**Work required**. Find every line below that contains the word "ceiling" and copy it out.

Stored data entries
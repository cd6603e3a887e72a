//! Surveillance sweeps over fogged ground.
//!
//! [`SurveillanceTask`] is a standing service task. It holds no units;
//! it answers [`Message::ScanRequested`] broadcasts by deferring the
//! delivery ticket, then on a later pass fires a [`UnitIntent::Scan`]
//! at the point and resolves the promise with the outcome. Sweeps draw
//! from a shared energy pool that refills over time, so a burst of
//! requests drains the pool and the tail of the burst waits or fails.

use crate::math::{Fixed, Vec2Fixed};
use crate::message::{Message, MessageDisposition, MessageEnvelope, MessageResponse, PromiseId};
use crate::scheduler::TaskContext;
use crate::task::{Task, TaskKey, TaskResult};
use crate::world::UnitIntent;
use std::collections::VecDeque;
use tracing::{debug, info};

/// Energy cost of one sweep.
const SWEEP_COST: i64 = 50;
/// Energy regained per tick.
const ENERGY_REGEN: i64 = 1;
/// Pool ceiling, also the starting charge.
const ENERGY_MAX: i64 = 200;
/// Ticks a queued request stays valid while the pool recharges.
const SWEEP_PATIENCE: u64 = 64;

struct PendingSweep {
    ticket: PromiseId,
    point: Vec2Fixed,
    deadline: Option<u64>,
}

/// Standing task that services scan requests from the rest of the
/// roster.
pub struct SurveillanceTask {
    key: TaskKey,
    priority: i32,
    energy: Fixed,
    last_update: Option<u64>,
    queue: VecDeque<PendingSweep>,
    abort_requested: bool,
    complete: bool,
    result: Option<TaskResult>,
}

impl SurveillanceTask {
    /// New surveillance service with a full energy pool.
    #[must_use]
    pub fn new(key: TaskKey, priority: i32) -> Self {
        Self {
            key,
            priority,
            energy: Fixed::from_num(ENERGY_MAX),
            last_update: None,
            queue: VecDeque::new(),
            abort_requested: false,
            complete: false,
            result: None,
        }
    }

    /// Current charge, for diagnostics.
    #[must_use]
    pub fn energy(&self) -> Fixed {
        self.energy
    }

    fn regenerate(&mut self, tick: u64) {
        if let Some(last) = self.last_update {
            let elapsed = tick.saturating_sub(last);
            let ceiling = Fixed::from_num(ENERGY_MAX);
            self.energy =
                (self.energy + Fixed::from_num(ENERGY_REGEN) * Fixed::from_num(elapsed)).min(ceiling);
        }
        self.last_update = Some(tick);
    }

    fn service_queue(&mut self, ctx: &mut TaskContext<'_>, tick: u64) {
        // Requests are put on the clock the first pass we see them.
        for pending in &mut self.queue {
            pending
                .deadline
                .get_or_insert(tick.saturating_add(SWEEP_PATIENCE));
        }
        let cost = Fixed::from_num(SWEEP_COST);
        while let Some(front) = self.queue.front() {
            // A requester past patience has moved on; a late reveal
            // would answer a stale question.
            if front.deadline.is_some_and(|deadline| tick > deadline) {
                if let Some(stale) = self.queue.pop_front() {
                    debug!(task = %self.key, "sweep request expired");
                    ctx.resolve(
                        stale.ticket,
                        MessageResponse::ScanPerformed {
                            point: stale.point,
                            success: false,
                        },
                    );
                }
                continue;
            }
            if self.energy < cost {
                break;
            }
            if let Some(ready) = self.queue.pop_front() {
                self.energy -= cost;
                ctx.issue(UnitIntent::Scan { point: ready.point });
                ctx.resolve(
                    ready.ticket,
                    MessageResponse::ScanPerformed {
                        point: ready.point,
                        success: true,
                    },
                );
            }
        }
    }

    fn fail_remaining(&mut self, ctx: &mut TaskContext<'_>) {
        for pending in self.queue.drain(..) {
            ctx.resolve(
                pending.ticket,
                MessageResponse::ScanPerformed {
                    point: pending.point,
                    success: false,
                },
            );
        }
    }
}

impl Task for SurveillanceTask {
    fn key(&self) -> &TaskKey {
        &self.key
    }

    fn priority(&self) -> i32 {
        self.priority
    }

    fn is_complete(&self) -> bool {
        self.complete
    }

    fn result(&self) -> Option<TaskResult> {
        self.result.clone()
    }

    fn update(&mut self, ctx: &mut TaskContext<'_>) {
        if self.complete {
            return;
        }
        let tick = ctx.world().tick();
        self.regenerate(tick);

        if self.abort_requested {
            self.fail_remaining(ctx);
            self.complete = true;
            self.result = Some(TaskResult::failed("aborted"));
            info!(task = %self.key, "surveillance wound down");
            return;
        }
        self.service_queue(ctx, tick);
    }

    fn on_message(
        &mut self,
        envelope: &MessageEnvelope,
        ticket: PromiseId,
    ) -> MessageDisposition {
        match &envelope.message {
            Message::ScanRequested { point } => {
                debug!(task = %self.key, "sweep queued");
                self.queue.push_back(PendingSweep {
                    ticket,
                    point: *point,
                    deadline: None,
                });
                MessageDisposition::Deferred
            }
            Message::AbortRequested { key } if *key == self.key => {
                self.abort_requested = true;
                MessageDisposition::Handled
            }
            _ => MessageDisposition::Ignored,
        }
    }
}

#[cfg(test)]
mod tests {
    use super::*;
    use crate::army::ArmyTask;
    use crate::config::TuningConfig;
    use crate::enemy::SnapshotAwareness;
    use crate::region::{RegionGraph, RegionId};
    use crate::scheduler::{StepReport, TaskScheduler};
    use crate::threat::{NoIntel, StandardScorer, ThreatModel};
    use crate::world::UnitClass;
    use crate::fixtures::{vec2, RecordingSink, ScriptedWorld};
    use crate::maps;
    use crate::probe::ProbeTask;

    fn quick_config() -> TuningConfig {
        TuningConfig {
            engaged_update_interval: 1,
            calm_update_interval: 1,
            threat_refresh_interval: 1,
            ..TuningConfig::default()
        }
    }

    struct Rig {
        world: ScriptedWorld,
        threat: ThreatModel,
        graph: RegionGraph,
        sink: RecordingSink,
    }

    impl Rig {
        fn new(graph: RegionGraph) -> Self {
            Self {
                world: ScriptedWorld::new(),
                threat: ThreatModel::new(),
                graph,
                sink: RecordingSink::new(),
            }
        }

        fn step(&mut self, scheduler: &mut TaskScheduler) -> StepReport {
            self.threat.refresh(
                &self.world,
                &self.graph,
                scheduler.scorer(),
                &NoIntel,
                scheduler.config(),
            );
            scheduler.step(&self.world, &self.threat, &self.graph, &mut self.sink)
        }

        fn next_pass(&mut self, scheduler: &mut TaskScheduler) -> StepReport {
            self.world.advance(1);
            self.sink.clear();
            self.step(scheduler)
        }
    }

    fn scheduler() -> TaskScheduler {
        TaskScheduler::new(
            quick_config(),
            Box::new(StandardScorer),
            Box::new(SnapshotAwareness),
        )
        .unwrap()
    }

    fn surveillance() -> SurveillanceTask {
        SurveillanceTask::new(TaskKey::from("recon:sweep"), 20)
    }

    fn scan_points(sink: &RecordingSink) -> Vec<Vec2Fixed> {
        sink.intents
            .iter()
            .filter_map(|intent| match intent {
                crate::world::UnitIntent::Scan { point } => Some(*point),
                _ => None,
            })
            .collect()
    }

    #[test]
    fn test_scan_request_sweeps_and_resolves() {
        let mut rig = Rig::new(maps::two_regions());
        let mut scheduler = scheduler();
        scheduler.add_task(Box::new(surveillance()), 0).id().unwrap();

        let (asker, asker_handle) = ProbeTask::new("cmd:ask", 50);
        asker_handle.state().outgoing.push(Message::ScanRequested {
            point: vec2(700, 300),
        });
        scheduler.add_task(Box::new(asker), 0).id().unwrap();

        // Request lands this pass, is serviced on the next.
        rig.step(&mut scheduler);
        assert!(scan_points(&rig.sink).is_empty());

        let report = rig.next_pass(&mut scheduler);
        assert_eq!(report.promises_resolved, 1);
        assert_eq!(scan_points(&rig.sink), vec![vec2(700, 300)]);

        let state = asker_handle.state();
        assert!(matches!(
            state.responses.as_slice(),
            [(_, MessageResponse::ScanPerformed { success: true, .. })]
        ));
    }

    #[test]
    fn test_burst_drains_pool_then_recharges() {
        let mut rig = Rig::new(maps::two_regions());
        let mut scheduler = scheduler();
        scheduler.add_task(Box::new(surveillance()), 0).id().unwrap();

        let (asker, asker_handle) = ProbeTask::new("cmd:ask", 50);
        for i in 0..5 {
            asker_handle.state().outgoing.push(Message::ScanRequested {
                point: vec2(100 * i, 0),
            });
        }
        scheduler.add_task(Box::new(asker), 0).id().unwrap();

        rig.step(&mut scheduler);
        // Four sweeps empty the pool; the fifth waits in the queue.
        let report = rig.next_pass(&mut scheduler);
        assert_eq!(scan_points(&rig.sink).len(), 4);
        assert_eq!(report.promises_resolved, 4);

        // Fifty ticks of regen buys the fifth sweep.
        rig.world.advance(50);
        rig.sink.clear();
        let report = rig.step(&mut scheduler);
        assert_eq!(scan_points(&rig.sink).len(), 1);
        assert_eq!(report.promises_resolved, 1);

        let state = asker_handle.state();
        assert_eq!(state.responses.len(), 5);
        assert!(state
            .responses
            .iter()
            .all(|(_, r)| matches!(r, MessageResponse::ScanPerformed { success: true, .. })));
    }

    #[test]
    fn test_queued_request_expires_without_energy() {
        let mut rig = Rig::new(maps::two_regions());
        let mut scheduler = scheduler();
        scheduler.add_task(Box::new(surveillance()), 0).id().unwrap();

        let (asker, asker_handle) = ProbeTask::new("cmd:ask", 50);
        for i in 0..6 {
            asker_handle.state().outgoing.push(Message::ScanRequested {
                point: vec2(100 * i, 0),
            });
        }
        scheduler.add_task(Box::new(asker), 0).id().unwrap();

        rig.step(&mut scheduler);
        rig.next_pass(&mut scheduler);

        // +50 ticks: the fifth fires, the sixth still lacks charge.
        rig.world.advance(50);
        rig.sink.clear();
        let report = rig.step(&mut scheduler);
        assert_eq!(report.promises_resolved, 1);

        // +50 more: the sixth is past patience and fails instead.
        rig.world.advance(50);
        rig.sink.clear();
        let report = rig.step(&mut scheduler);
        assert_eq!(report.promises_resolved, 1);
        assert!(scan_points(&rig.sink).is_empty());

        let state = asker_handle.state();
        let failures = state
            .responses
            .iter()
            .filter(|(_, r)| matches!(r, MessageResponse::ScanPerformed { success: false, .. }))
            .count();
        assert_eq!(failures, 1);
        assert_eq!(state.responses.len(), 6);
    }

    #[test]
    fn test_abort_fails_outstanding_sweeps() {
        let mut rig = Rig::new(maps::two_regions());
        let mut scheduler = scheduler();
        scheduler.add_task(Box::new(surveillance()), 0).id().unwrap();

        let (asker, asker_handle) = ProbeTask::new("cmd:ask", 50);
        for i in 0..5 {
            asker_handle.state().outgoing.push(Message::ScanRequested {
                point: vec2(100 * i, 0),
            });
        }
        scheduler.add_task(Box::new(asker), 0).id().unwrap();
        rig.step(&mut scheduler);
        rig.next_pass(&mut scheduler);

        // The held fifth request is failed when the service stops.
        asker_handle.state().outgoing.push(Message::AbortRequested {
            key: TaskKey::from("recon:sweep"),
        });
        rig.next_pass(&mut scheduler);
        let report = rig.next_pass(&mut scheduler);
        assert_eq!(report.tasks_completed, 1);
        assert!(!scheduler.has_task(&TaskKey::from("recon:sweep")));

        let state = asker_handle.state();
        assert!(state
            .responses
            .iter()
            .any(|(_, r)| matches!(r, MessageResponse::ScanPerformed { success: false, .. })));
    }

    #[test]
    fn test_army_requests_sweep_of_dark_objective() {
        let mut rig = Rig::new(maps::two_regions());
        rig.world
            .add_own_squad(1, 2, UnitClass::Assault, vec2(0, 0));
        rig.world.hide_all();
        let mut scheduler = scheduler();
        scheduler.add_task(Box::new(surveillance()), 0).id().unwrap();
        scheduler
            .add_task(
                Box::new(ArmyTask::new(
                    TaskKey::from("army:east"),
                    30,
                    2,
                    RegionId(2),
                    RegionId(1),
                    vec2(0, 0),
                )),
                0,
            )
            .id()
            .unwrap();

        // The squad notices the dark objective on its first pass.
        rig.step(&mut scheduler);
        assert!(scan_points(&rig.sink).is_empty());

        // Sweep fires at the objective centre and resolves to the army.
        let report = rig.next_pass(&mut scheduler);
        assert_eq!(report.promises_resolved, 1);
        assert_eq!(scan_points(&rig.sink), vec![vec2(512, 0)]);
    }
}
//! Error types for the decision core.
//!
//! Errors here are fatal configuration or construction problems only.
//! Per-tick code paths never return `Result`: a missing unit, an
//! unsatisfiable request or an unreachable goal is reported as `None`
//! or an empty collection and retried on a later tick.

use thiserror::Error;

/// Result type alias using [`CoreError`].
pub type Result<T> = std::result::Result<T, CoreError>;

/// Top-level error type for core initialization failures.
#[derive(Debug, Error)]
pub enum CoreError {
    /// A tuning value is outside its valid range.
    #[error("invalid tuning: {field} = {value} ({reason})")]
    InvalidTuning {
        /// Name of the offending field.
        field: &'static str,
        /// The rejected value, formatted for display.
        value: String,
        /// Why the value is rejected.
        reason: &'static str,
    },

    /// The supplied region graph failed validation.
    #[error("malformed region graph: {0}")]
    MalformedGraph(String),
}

**Exercise answer**.
/// Pool ceiling, also the starting charge.
            let ceiling = Fixed::from_num(ENERGY_MAX);
                (self.energy + Fixed::from_num(ENERGY_REGEN) * Fixed::from_num(elapsed)).min(ceiling);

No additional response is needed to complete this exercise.